Summary

When the recoverToken function is called, it deletes the entire epoch data, preventing users who haven't yet claimed their tokens from ever being able to do so. This can result in permanent loss of user funds.

Vulnerability Details

In the recoverToken function, the epochId data is deleted:

delete epochs[epochId];

https://github.com/Cyfrin/2024-07-templegold/blob/6c3980a0486c01114d0ef1281df188b6c01991e6/protocol/contracts/templegold/DaiGoldAuction.sol#L284

This operation removes all information related to the specified epoch from the contract's storage.

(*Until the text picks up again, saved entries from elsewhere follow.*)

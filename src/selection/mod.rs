//! Filtered random message selection.
//!
//! Stages run in fixed precedence: category, time of day, season, special
//! day, event. The category, time-of-day and season stages narrow the
//! candidate set; a special day over the full set wins outright, and an
//! active event wins with configured probability. The final pick never
//! repeats the previously shown message when an alternative exists.

pub mod calendar;

use crate::config::SelectionConfig;
use crate::message::{Message, Season, TimeOfDay};
use crate::settings::Settings;
use chrono::{Datelike, NaiveDateTime, Timelike};
use tracing::debug;

/// Which stage produced the pool a message was drawn from.
#[derive(Debug, Clone, Copy, PartialEq, Eq)]
pub enum SelectionOrigin {
    SpecialDay,
    Event,
    Filtered,
    Unfiltered,
    Placeholder,
}

impl SelectionOrigin {
    pub fn as_str(self) -> &'static str {
        match self {
            Self::SpecialDay => "special-day",
            Self::Event => "event",
            Self::Filtered => "filtered",
            Self::Unfiltered => "unfiltered",
            Self::Placeholder => "placeholder",
        }
    }
}

#[derive(Debug, Clone, PartialEq)]
pub struct Selection {
    pub message: Message,
    pub origin: SelectionOrigin,
    /// Size of the pool the message was drawn from, before excluding the
    /// previous message.
    pub pool_size: usize,
}

pub struct Selector<'a> {
    probabilities: SelectionConfig,
    settings: &'a Settings,
}

impl<'a> Selector<'a> {
    pub fn new(settings: &'a Settings, probabilities: SelectionConfig) -> Self {
        Self {
            probabilities,
            settings,
        }
    }

    /// Candidate pool for `now`, with the stage that produced it.
    pub fn candidates<'m>(
        &self,
        messages: &'m [Message],
        now: NaiveDateTime,
        rng: &mut fastrand::Rng,
    ) -> (Vec<&'m Message>, SelectionOrigin) {
        let mut pool: Vec<&Message> = match self.settings.category_filter() {
            Some(category) => messages.iter().filter(|m| m.category == category).collect(),
            None => messages.iter().collect(),
        };

        if self.settings.time_of_day_messages {
            let period = TimeOfDay::from_hour(now.hour());
            let timed: Vec<&Message> = pool
                .iter()
                .copied()
                .filter(|m| m.time_of_day == Some(period))
                .collect();
            if !timed.is_empty() && rng.f64() < self.probabilities.time_of_day_probability {
                pool = timed;
            }
        }

        if self.settings.seasonal_messages {
            let season = Season::from_month(now.month());
            let seasonal: Vec<&Message> = pool
                .iter()
                .copied()
                .filter(|m| matches!(m.season, Some(s) if s == season || s == Season::All))
                .collect();
            if !seasonal.is_empty() && rng.f64() < self.probabilities.seasonal_probability {
                pool = seasonal;
            }
        }

        if self.settings.special_day_messages {
            let today = calendar::special_days_on(now.date());
            if !today.is_empty() {
                let special: Vec<&Message> = messages
                    .iter()
                    .filter(|m| m.special_day.as_deref().is_some_and(|d| today.contains(&d)))
                    .collect();
                if !special.is_empty() {
                    return (special, SelectionOrigin::SpecialDay);
                }
            }
        }

        if self.settings.event_messages {
            let events = calendar::active_events(now);
            let matching: Vec<&Message> = messages
                .iter()
                .filter(|m| m.event.as_deref().is_some_and(|e| events.contains(&e)))
                .collect();
            if !matching.is_empty() && rng.f64() < self.probabilities.event_probability {
                return (matching, SelectionOrigin::Event);
            }
        }

        if pool.is_empty() {
            (messages.iter().collect(), SelectionOrigin::Unfiltered)
        } else {
            (pool, SelectionOrigin::Filtered)
        }
    }

    /// Pick one message. Always returns something: the placeholder when
    /// `messages` is empty.
    pub fn select(
        &self,
        messages: &[Message],
        now: NaiveDateTime,
        previous: Option<&Message>,
        rng: &mut fastrand::Rng,
    ) -> Selection {
        let (pool, origin) = self.candidates(messages, now, rng);
        if pool.is_empty() {
            return Selection {
                message: Message::placeholder(),
                origin: SelectionOrigin::Placeholder,
                pool_size: 0,
            };
        }

        let pool_size = pool.len();
        let message = pick_avoiding(&pool, previous, rng).clone();
        debug!(
            "selected message {} from {} candidates ({})",
            message.id,
            pool_size,
            origin.as_str()
        );
        Selection {
            message,
            origin,
            pool_size,
        }
    }
}

/// Uniform pick from `pool`, skipping `previous` whenever any other
/// candidate exists. `pool` must be non-empty.
fn pick_avoiding<'m>(
    pool: &[&'m Message],
    previous: Option<&Message>,
    rng: &mut fastrand::Rng,
) -> &'m Message {
    if let Some(prev) = previous {
        let others: Vec<&Message> = pool.iter().copied().filter(|m| !m.same_as(prev)).collect();
        if !others.is_empty() {
            return others[rng.usize(..others.len())];
        }
    }
    pool[rng.usize(..pool.len())]
}

#[cfg(test)]
mod tests;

However, the claim function relies heavily on the existence of epoch data:

EpochInfo storage info = epochs[epochId];
if (info.startTime == 0) { revert InvalidEpoch(); }

https://github.com/Cyfrin/2024-07-templegold/blob/6c3980a0486c01114d0ef1281df188b6c01991e6/protocol/contracts/templegold/DaiGoldAuction.sol#L152C8-L155C60

After epoch deletion, any attempt to claim tokens will result in an InvalidEpoch error, as the startTime for a deleted epoch will be 0.

User deposit information remains in the contract even after epoch deletion:

uint256 bidTokenAmount = depositors[msg.sender][epochId];

However, this information becomes inaccessible and unusable due to the epoch deletion.

Going be the documentation below, it expects depositors to be able to claim their tokens any time after an auction has ended:

"DAI depositors can claim their share of the TGOLD rewards after auction and also retroactively."

https://github.com/TempleDAO/temple/blob/templegold/protocol/contracts/templegold/README.md

But this won't be possible based on the above.

Impact

Users who haven't claimed their tokens before the recoverToken function is called will permanently lose access to their funds.

Tools Used

Manual review

Recommendations

Create a separate mapping for claimable amounts: Instead of relying solely on epoch data, maintain a separate mapping of claimable amounts that persists even after epoch deletion.